(Problem description) Give the number of lines in the entries that contain "EntryKind". State only the count.

Saved entries
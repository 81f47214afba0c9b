//! Document-store contract the engine writes through, plus reference
//! backends. The store offers per-document atomicity only; bulk operations
//! are sequential loops over these calls.

pub mod json_backend;
pub mod memory;

pub use json_backend::JsonStore;
pub use memory::MemoryStore;

use std::collections::HashSet;

use uuid::Uuid;

use crate::errors::EngineResult;
use crate::ledger::cycle::BillPeriod;
use crate::ledger::entry::{Entry, EntryKind, EntryStatus};
use crate::ledger::{Account, Card, MonthlyGoal};

/// Conjunction of equality filters over the entry set.
#[derive(Debug, Clone, Default, PartialEq)]
pub struct EntryFilter {
    pub kind: Option<EntryKind>,
    pub status: Option<EntryStatus>,
    pub category_id: Option<Uuid>,
    pub account_id: Option<Uuid>,
    pub card_id: Option<Uuid>,
    pub series_id: Option<Uuid>,
    pub bill_period: Option<BillPeriod>,
}

impl EntryFilter {
    pub fn by_series(series_id: Uuid) -> Self {
        Self {
            series_id: Some(series_id),
            ..Self::default()
        }
    }

    pub fn by_card(card_id: Uuid, period: BillPeriod) -> Self {
        Self {
            card_id: Some(card_id),
            bill_period: Some(period),
            ..Self::default()
        }
    }

    pub fn by_category(category_id: Uuid) -> Self {
        Self {
            category_id: Some(category_id),
            ..Self::default()
        }
    }

    pub fn matches(&self, entry: &Entry) -> bool {
        if let Some(kind) = self.kind {
            if entry.kind != kind {
                return false;
            }
        }
        if let Some(status) = self.status {
            if entry.status != status {
                return false;
            }
        }
        if let Some(category_id) = self.category_id {
            if entry.category_id != Some(category_id) {
                return false;
            }
        }
        if let Some(account_id) = self.account_id {
            if entry.account_id != Some(account_id) {
                return false;
            }
        }
        if let Some(card_id) = self.card_id {
            if entry.card_id != Some(card_id) {
                return false;
            }
        }
        if let Some(series_id) = self.series_id {
            if entry.series_id != Some(series_id) {
                return false;
            }
        }
        if let Some(period) = self.bill_period {
            if entry.bill_period != Some(period) {
                return false;
            }
        }
        true
    }
}

/// Abstraction over persistence backends holding the ledger's documents.
/// Each method is a single-document operation; no multi-document transaction
/// primitive is assumed.
pub trait DocumentStore: Send + Sync {
    fn insert_entry(&self, entry: &Entry) -> EngineResult<()>;
    fn update_entry(&self, entry: &Entry) -> EngineResult<()>;
    fn remove_entry(&self, id: Uuid) -> EngineResult<Entry>;
    fn entry(&self, id: Uuid) -> EngineResult<Entry>;
    fn entries(&self, filter: &EntryFilter) -> EngineResult<Vec<Entry>>;

    fn upsert_card(&self, card: &Card) -> EngineResult<()>;
    fn card(&self, id: Uuid) -> EngineResult<Card>;
    fn cards(&self) -> EngineResult<Vec<Card>>;

    fn upsert_account(&self, account: &Account) -> EngineResult<()>;
    fn account(&self, id: Uuid) -> EngineResult<Account>;
    fn accounts(&self) -> EngineResult<Vec<Account>>;

    fn upsert_goal(&self, goal: &MonthlyGoal) -> EngineResult<()>;
    fn goal(&self, id: Uuid) -> EngineResult<MonthlyGoal>;
    fn goals(&self) -> EngineResult<Vec<MonthlyGoal>>;
}

/// Detects dangling references and other anomalies within a store snapshot.
pub fn store_warnings(store: &dyn DocumentStore) -> EngineResult<Vec<String>> {
    let account_ids: HashSet<Uuid> = store.accounts()?.iter().map(|a| a.id).collect();
    let card_ids: HashSet<Uuid> = store.cards()?.iter().map(|c| c.id).collect();
    let mut warnings = Vec::new();

    for entry in store.entries(&EntryFilter::default())? {
        if let Some(account_id) = entry.account_id {
            if !account_ids.contains(&account_id) {
                warnings.push(format!(
                    "entry {} references unknown account {}",
                    entry.id, account_id
                ));
            }
        }
        if let Some(card_id) = entry.card_id {
            if !card_ids.contains(&card_id) {
                warnings.push(format!(
                    "entry {} references unknown card {}",
                    entry.id, card_id
                ));
            }
        }
        if let Some(destination) = entry.destination_account_id {
            if !account_ids.contains(&destination) {
                warnings.push(format!(
                    "entry {} transfers into unknown account {}",
                    entry.id, destination
                ));
            }
        }
        if entry.is_card_funded() && entry.bill_period.is_none() {
            warnings.push(format!("card entry {} carries no bill period", entry.id));
        }
    }
    Ok(warnings)
}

(Task result) 2